→ The task: Search the material for the word "Error" and copy each line that holds it.

→ Dataset entries:
[Start of section]

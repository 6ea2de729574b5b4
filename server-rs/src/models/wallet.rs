use chrono::{DateTime, Utc};
use serde::{Deserialize, Serialize};
use std::fmt;
use uuid::Uuid;

#[derive(Debug, Clone, Serialize, Deserialize, sqlx::FromRow)]
#[serde(rename_all = "camelCase")]
pub struct Wallet {
    pub id: Uuid,
    pub tenant_id: String,
    pub balance: i64,
    pub created_at: DateTime<Utc>,
    pub updated_at: DateTime<Utc>,
}

#[derive(Debug, Clone, Copy, PartialEq, Eq, Serialize, Deserialize)]
#[serde(rename_all = "snake_case")]
pub enum TransactionType {
    MonthlyGrant,
    TopUp,
    Usage,
    Refund,
}

impl TransactionType {
    pub fn as_str(&self) -> &'static str {
        match self {
            TransactionType::MonthlyGrant => "monthly_grant",
            TransactionType::TopUp => "top_up",
            TransactionType::Usage => "usage",
            TransactionType::Refund => "refund",
        }
    }
}

impl TryFrom<String> for TransactionType {
    type Error = String;

    fn try_from(value: String) -> Result<Self, Self::Error> {
        match value.as_str() {
            "monthly_grant" => Ok(TransactionType::MonthlyGrant),
            "top_up" => Ok(TransactionType::TopUp),
            "usage" => Ok(TransactionType::Usage),
            "refund" => Ok(TransactionType::Refund),
            other => Err(format!("unknown transaction type '{}'", other)),
        }
    }
}

impl fmt::Display for TransactionType {
    fn fmt(&self, f: &mut fmt::Formatter<'_>) -> fmt::Result {
        f.write_str(self.as_str())
    }
}

#[derive(Debug, Clone, Serialize, Deserialize, sqlx::FromRow)]
#[serde(rename_all = "camelCase")]
pub struct WalletTransaction {
    pub id: Uuid,
    pub wallet_id: Uuid,
    pub amount: i64,
    pub balance_after: i64,
    #[sqlx(try_from = "String")]
    pub tx_type: TransactionType,
    pub reference_id: Option<String>,
    pub description: String,
    pub created_at: DateTime<Utc>,
}

/// A signed ledger movement. Negative amounts are debits.
#[derive(Debug, Clone)]
pub struct NewWalletEntry {
    pub tenant_id: String,
    pub amount: i64,
    pub tx_type: TransactionType,
    pub reference_id: Option<String>,
    pub description: String,
}

#[derive(Debug, Clone, Serialize)]
#[serde(rename_all = "camelCase")]
pub struct LedgerPosting {
    pub transaction: WalletTransaction,
    pub balance: i64,
    /// The reference id had already been posted; nothing changed.
    pub duplicate: bool,
}

/// A wallet whose balance disagrees with the sum of its transactions.
#[derive(Debug, Clone, Serialize, Deserialize, sqlx::FromRow)]
#[serde(rename_all = "camelCase")]
pub struct LedgerDrift {
    pub wallet_id: Uuid,
    pub tenant_id: String,
    pub balance: i64,
    pub transaction_sum: i64,
}

#[derive(Debug, Deserialize)]
#[serde(rename_all = "camelCase")]
pub struct RefundRequest {
    pub amount: i64,
    pub reference_id: String,
    pub description: Option<String>,
}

[End of section]

→ Answer to this task:
    type Error = String;
    fn try_from(value: String) -> Result<Self, Self::Error> {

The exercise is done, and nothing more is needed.